Print verbatim every line starting at the one that contains "are dense and" and ending at the final line of the records; include both endpoints.

Stored data:
-- Opening Marker --

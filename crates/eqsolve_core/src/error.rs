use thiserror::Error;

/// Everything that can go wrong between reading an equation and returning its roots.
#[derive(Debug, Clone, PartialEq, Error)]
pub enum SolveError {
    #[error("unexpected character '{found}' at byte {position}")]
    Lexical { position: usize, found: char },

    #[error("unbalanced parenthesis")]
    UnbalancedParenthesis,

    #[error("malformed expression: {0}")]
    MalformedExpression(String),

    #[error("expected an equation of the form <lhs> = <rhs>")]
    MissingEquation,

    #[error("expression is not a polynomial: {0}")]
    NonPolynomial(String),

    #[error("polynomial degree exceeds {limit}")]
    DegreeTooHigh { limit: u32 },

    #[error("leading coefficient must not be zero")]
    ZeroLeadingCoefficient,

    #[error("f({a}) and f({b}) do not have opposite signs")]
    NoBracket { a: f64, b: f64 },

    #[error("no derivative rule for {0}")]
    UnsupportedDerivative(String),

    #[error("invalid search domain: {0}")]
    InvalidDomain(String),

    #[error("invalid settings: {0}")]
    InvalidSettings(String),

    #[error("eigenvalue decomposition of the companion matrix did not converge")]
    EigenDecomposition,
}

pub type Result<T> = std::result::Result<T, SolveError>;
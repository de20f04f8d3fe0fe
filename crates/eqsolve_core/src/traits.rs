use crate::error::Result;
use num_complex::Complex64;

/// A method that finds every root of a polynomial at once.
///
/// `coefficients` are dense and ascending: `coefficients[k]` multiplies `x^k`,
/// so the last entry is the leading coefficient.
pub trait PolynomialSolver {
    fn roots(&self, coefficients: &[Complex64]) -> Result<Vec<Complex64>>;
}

-- Closing Marker --

RESULT OF THIS EXERCISE:
/// `coefficients` are dense and ascending: `coefficients[k]` multiplies `x^k`,
/// so the last entry is the leading coefficient.
pub trait PolynomialSolver {
    fn roots(&self, coefficients: &[Complex64]) -> Result<Vec<Complex64>>;
}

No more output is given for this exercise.